PROBLEM TO SOLVE: This exercise asks for the records to be retyped exactly as they read.

RAW DATA:
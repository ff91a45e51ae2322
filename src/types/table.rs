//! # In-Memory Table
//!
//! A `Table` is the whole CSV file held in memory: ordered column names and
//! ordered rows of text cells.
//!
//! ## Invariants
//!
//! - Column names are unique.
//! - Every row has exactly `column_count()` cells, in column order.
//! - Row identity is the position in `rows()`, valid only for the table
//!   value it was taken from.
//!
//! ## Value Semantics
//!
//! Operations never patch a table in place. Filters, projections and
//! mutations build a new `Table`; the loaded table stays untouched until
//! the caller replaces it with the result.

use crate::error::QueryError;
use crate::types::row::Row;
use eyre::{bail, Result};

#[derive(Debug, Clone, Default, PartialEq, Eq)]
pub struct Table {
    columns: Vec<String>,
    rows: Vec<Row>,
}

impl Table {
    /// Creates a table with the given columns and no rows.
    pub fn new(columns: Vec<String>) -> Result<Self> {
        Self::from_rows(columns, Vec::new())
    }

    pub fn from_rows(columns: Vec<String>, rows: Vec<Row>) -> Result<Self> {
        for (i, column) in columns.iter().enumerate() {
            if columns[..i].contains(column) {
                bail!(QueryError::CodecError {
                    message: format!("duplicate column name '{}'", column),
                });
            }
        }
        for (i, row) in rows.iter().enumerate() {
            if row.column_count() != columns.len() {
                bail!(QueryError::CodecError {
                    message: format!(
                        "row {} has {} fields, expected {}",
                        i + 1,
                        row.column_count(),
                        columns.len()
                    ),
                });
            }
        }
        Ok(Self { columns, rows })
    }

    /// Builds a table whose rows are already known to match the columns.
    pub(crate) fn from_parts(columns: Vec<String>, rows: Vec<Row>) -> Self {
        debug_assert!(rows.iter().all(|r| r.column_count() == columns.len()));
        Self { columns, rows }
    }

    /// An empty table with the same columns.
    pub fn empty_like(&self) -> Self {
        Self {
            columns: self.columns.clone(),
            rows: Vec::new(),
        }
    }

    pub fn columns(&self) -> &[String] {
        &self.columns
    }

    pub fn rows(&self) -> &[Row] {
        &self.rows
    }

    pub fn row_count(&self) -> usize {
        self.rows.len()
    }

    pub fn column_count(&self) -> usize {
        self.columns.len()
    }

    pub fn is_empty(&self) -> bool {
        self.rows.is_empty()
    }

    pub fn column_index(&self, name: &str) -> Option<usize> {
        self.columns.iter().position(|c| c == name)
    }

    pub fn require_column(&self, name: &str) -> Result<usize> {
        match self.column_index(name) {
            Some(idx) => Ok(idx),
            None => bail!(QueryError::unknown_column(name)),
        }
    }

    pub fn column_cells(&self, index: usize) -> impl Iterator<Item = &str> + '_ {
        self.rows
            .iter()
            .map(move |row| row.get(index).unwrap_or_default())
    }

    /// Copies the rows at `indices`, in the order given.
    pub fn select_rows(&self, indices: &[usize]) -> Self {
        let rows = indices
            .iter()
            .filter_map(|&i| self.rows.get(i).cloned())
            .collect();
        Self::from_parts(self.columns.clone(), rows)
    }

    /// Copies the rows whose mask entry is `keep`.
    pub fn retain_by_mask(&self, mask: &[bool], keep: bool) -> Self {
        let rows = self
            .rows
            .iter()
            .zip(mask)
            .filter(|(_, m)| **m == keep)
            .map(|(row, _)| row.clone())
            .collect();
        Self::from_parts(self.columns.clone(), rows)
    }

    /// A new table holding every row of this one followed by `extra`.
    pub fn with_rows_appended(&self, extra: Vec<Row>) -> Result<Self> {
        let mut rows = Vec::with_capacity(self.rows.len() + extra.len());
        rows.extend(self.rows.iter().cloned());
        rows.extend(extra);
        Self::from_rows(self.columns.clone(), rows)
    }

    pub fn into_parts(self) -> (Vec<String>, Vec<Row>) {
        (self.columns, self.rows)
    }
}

FINAL ANSWER:
repository ff91a45e51ae2322
filename src/types/table.rs
//! # In-Memory Table
//!
//! A `Table` is the whole CSV file held in memory: ordered column names and
//! ordered rows of text cells.
//!
//! ## Invariants
//!
//! - Column names are unique.
//! - Every row has exactly `column_count()` cells, in column order.
//! - Row identity is the position in `rows()`, valid only for the table
//!   value it was taken from.
//!
//! ## Value Semantics
//!
//! Operations never patch a table in place. Filters, projections and
//! mutations build a new `Table`; the loaded table stays untouched until
//! the caller replaces it with the result.

use crate::error::QueryError;
use crate::types::row::Row;
use eyre::{bail, Result};

#[derive(Debug, Clone, Default, PartialEq, Eq)]
pub struct Table {
    columns: Vec<String>,
    rows: Vec<Row>,
}

impl Table {
    /// Creates a table with the given columns and no rows.
    pub fn new(columns: Vec<String>) -> Result<Self> {
        Self::from_rows(columns, Vec::new())
    }

    pub fn from_rows(columns: Vec<String>, rows: Vec<Row>) -> Result<Self> {
        for (i, column) in columns.iter().enumerate() {
            if columns[..i].contains(column) {
                bail!(QueryError::CodecError {
                    message: format!("duplicate column name '{}'", column),
                });
            }
        }
        for (i, row) in rows.iter().enumerate() {
            if row.column_count() != columns.len() {
                bail!(QueryError::CodecError {
                    message: format!(
                        "row {} has {} fields, expected {}",
                        i + 1,
                        row.column_count(),
                        columns.len()
                    ),
                });
            }
        }
        Ok(Self { columns, rows })
    }

    /// Builds a table whose rows are already known to match the columns.
    pub(crate) fn from_parts(columns: Vec<String>, rows: Vec<Row>) -> Self {
        debug_assert!(rows.iter().all(|r| r.column_count() == columns.len()));
        Self { columns, rows }
    }

    /// An empty table with the same columns.
    pub fn empty_like(&self) -> Self {
        Self {
            columns: self.columns.clone(),
            rows: Vec::new(),
        }
    }

    pub fn columns(&self) -> &[String] {
        &self.columns
    }

    pub fn rows(&self) -> &[Row] {
        &self.rows
    }

    pub fn row_count(&self) -> usize {
        self.rows.len()
    }

    pub fn column_count(&self) -> usize {
        self.columns.len()
    }

    pub fn is_empty(&self) -> bool {
        self.rows.is_empty()
    }

    pub fn column_index(&self, name: &str) -> Option<usize> {
        self.columns.iter().position(|c| c == name)
    }

    pub fn require_column(&self, name: &str) -> Result<usize> {
        match self.column_index(name) {
            Some(idx) => Ok(idx),
            None => bail!(QueryError::unknown_column(name)),
        }
    }

    pub fn column_cells(&self, index: usize) -> impl Iterator<Item = &str> + '_ {
        self.rows
            .iter()
            .map(move |row| row.get(index).unwrap_or_default())
    }

    /// Copies the rows at `indices`, in the order given.
    pub fn select_rows(&self, indices: &[usize]) -> Self {
        let rows = indices
            .iter()
            .filter_map(|&i| self.rows.get(i).cloned())
            .collect();
        Self::from_parts(self.columns.clone(), rows)
    }

    /// Copies the rows whose mask entry is `keep`.
    pub fn retain_by_mask(&self, mask: &[bool], keep: bool) -> Self {
        let rows = self
            .rows
            .iter()
            .zip(mask)
            .filter(|(_, m)| **m == keep)
            .map(|(row, _)| row.clone())
            .collect();
        Self::from_parts(self.columns.clone(), rows)
    }

    /// A new table holding every row of this one followed by `extra`.
    pub fn with_rows_appended(&self, extra: Vec<Row>) -> Result<Self> {
        let mut rows = Vec::with_capacity(self.rows.len() + extra.len());
        rows.extend(self.rows.iter().cloned());
        rows.extend(extra);
        Self::from_rows(self.columns.clone(), rows)
    }

    pub fn into_parts(self) -> (Vec<String>, Vec<Row>) {
        (self.columns, self.rows)
    }
}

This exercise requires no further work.